Please restate verbatim the lines that open the listing below, ending with the line in which "pub fn escape(s: &str)" occurs.
--------------------
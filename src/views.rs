//! Server-rendered pages. Deliberately plain: a shared layout, small
//! `format!`-assembled bodies, and a banner slot fed by the `?msg=` code.

use axum::response::Html;
use std::fmt::Write;

use crate::admin::dto::ProfileRow;
use crate::books::dto::{BookRow, BookView, HistoryRow};
use crate::session::Session;

pub fn escape(s: &str) -> String {
    let mut out = String::with_capacity(s.len());
    for c in s.chars() {
        match c {
            '&' => out.push_str("&amp;"),
            '<' => out.push_str("&lt;"),
            '>' => out.push_str("&gt;"),
            '"' => out.push_str("&quot;"),
            '\'' => out.push_str("&#39;"),
            _ => out.push(c),
        }
    }
    out
}

fn layout(title: &str, session: Option<&Session>, banner: Option<&str>, body: &str) -> Html<String> {
    let nav = match session {
        Some(s) => format!(
            r#"<nav><a href="/books?filter=all">Books</a> <a href="/history">History</a> <a href="/logout">Logout ({})</a></nav>"#,
            escape(&s.email)
        ),
        None => r#"<nav><a href="/login">Login</a> <a href="/signup">Signup</a> <a href="/faq">FAQ</a> <a href="/about">About</a></nav>"#.into(),
    };
    let banner = banner
        .map(|b| format!(r#"<p class="banner">{}</p>"#, escape(b)))
        .unwrap_or_default();
    Html(format!(
        "<!doctype html><html><head><meta charset=\"utf-8\"><title>{title}</title></head><body>{nav}{banner}{body}</body></html>",
        title = escape(title),
    ))
}

pub fn welcome() -> Html<String> {
    layout(
        "Home",
        None,
        Some("Welcome! Please login or signup."),
        r#"<h1>Class Library</h1><p><a href="/login">Login</a> or <a href="/signup">Signup</a></p>"#,
    )
}

pub fn signup_page(banner: Option<&str>) -> Html<String> {
    layout(
        "Signup",
        None,
        banner,
        r#"<h1>Signup</h1>
<form method="post" action="/signup">
<input name="full_name" placeholder="Full name" required>
<input name="email" type="email" placeholder="Email" required>
<input name="password" type="password" placeholder="Password" required>
<button type="submit">Signup</button>
</form>"#,
    )
}

pub fn login_page(banner: Option<&str>) -> Html<String> {
    layout(
        "Login",
        None,
        banner,
        r#"<h1>Login</h1>
<form method="post" action="/login">
<input name="email" type="email" placeholder="Email" required>
<input name="password" type="password" placeholder="Password" required>
<button type="submit">Login</button>
</form>
<p><a href="/forgot">Forgot password?</a></p>"#,
    )
}

pub fn forgot_page(banner: Option<&str>) -> Html<String> {
    layout(
        "Forgot Password",
        None,
        banner,
        r#"<h1>Forgot Password</h1>
<form method="post" action="/forgot">
<input name="email" type="email" placeholder="Email" required>
<button type="submit">Send reset link</button>
</form>"#,
    )
}

pub fn reset_page() -> Html<String> {
    layout(
        "Reset Password",
        None,
        None,
        r#"<h1>Reset Password</h1><p>Open the link from your email and follow the instructions to set a new password, then <a href="/login">login</a>.</p>"#,
    )
}

pub fn faq_page(session: Option<&Session>) -> Html<String> {
    layout(
        "FAQ",
        session,
        None,
        r#"<h1>FAQ</h1><p>Borrowed copies are due back in two weeks. Ask an admin to approve your account before your first borrow.</p>"#,
    )
}

pub fn about_page(session: Option<&Session>) -> Html<String> {
    layout(
        "About",
        session,
        None,
        r#"<h1>About</h1><p>A small shared library for our class: browse, borrow, return, and rate books.</p>"#,
    )
}

pub fn books_page(
    session: &Session,
    views: &[BookView],
    q: &str,
    filter: &str,
    banner: Option<&str>,
) -> Html<String> {
    let mut body = String::new();
    let _ = write!(
        body,
        r#"<h1>Books</h1>
<form method="get" action="/books">
<input name="q" value="{q}" placeholder="Search title, author, code">
<input type="hidden" name="filter" value="{filter}">
<button type="submit">Search</button>
</form>
<p><a href="/books?filter=all">All</a> <a href="/books?filter=available">Available</a> <a href="/books?filter=reserved">Reserved</a> <a href="/books?filter=mine">Mine</a></p>"#,
        q = escape(q),
        filter = escape(filter),
    );
    body.push_str("<ul>");
    for v in views {
        let b = &v.book;
        let image = b
            .image_url
            .as_deref()
            .map(|u| format!(r#"<img src="{}" alt="" width="60">"#, escape(u)))
            .unwrap_or_default();
        let rating = match v.my_rating {
            Some(r) => format!("my rating: {r}"),
            None => format!(
                r#"<form method="post" action="/rate/{id}"><select name="rating">
<option>1</option><option>2</option><option>3</option><option>4</option><option selected>5</option>
</select><button type="submit">Rate</button></form>"#,
                id = b.id
            ),
        };
        let action = if v.my_borrowed {
            let due = v
                .my_due_date
                .as_deref()
                .map(|d| format!(" (due {})", escape(d)))
                .unwrap_or_default();
            format!(
                r#"<form method="post" action="/return/{id}"><button type="submit">Return{due}</button></form>"#,
                id = b.id
            )
        } else if v.available_copies > 0 {
            format!(
                r#"<form method="post" action="/borrow/{id}"><button type="submit">Borrow</button></form>"#,
                id = b.id
            )
        } else {
            "<em>No copies left</em>".into()
        };
        let _ = write!(
            body,
            "<li>{image}<strong>{title}</strong> by {author} [{code}] - {avail} available. {rating} {action}</li>",
            title = escape(&b.title),
            author = escape(&b.author),
            code = escape(&b.code),
            avail = v.available_copies,
        );
    }
    body.push_str("</ul>");
    layout("Books", Some(session), banner, &body)
}

pub fn history_page(session: &Session, rows: &[HistoryRow]) -> Html<String> {
    let mut body = String::from("<h1>My History</h1><table><tr><th>Book</th><th>Borrowed</th><th>Due</th><th>Returned</th><th>Status</th></tr>");
    for r in rows {
        let _ = write!(
            body,
            "<tr><td>{}</td><td>{}</td><td>{}</td><td>{}</td><td>{}</td></tr>",
            escape(r.title.as_deref().unwrap_or("-")),
            escape(r.borrowed_at.as_deref().unwrap_or("-")),
            escape(r.due_date.as_deref().unwrap_or("-")),
            escape(r.returned_at.as_deref().unwrap_or("-")),
            escape(r.status.as_deref().unwrap_or("-")),
        );
    }
    body.push_str("</table>");
    layout("My History", Some(session), None, &body)
}

pub fn admin_books_page(session: &Session, books: &[BookRow], banner: Option<&str>) -> Html<String> {
    let mut body = String::from(
        r#"<h1>Admin Books</h1><p><a href="/admin/books/new">Add book</a> <a href="/admin/users">Users</a></p><table>
<tr><th>Title</th><th>Author</th><th>Code</th><th>Total</th><th>Borrowed</th><th></th></tr>"#,
    );
    for b in books {
        let _ = write!(
            body,
            r#"<tr><td>{title}</td><td>{author}</td><td>{code}</td>
<td><form method="post" action="/admin/books/{id}/copies"><input name="copies_total" type="number" value="{total}" min="0"><button type="submit">Update</button></form></td>
<td>{borrowed}</td>
<td><form method="post" action="/admin/books/{id}/delete"><button type="submit">Delete</button></form></td></tr>"#,
            id = b.id,
            title = escape(&b.title),
            author = escape(&b.author),
            code = escape(&b.code),
            total = b.copies_total.unwrap_or(1),
            borrowed = b.copies_borrowed.unwrap_or(0),
        );
    }
    body.push_str("</table>");
    layout("Admin Books", Some(session), banner, &body)
}

pub fn admin_add_book_page(session: &Session, banner: Option<&str>) -> Html<String> {
    layout(
        "Add Book",
        Some(session),
        banner,
        r#"<h1>Add Book</h1>
<form method="post" action="/admin/books/new" enctype="multipart/form-data">
<input name="title" placeholder="Title" required>
<input name="author" placeholder="Author" required>
<input name="code" placeholder="Code" required>
<textarea name="description" placeholder="Description"></textarea>
<input name="copies_total" type="number" value="1" min="1">
<input name="image" type="file" accept="image/*">
<button type="submit">Add</button>
</form>"#,
    )
}

pub fn admin_users_page(
    session: &Session,
    profiles: &[ProfileRow],
    banner: Option<&str>,
) -> Html<String> {
    let mut body = String::from(
        "<h1>Users</h1><table><tr><th>Name</th><th>Email</th><th>Approved</th><th></th></tr>",
    );
    for p in profiles {
        let approve = if p.is_approved {
            String::new()
        } else {
            format!(
                r#"<form method="post" action="/admin/users/{}/approve"><button type="submit">Approve</button></form>"#,
                escape(&p.user_id)
            )
        };
        let _ = write!(
            body,
            "<tr><td>{}</td><td>{}</td><td>{}</td><td>{}</td></tr>",
            escape(p.full_name.as_deref().unwrap_or("-")),
            escape(p.email.as_deref().unwrap_or("-")),
            if p.is_approved { "yes" } else { "no" },
            approve,
        );
    }
    body.push_str("</table>");
    layout("Admin Users", Some(session), banner, &body)
}

#[cfg(test)]
mod tests {
    use super::*;

    #[test]
    fn escape_covers_html_metacharacters() {
        assert_eq!(
            escape(r#"<b>"Tom & Jerry's"</b>"#),
            "&lt;b&gt;&quot;Tom &amp; Jerry&#39;s&quot;&lt;/b&gt;"
        );
    }

    #[test]
    fn book_titles_are_escaped_in_the_list() {
        let session = Session {
            access_token: "a".into(),
            refresh_token: "r".into(),
            user_id: "u".into(),
            email: "reader@example.com".into(),
        };
        let view = BookView {
            book: BookRow {
                id: 1,
                title: "<script>alert(1)</script>".into(),
                ..Default::default()
            },
            available_copies: 1,
            my_rating: None,
            my_borrowed: false,
            my_due_date: None,
        };
        let Html(page) = books_page(&session, &[view], "", "all", None);
        assert!(!page.contains("<script>alert(1)</script>"));
        assert!(page.contains("&lt;script&gt;"));
    }
}
//! Raw backend dumps for local troubleshooting. Gated on session presence
//! only; keep these routes out of production builds of the deployment.

use axum::extract::State;

use crate::session::MaybeSession;
use crate::state::AppState;

pub async fn debug_books(
    State(state): State<AppState>,
    MaybeSession(session): MaybeSession,
) -> String {
    let Some(session) = session else {
        return "NO SESSION (login first)".into();
    };
    let resp = state
        .backend
        .get("/rest/v1/books?select=*", Some(&session.access_token))
        .await;
    let body: String = resp.body.chars().take(1500).collect();
    format!("status={}\nbody={}", resp.status, body)
}

pub async fn debug_last_book(
    State(state): State<AppState>,
    MaybeSession(session): MaybeSession,
) -> String {
    let Some(session) = session else {
        return "NO SESSION".into();
    };
    let resp = state
        .backend
        .get(
            "/rest/v1/books?select=id,title,image_url&order=created_at.desc&limit=1",
            Some(&session.access_token),
        )
        .await;
    format!("status={}\n{}", resp.status, resp.body)
}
--------------------
FINAL ANSWER:
filename src/views.rs
//! Server-rendered pages. Deliberately plain: a shared layout, small
//! `format!`-assembled bodies, and a banner slot fed by the `?msg=` code.

use axum::response::Html;
use std::fmt::Write;

use crate::admin::dto::ProfileRow;
use crate::books::dto::{BookRow, BookView, HistoryRow};
use crate::session::Session;

pub fn escape(s: &str) -> String {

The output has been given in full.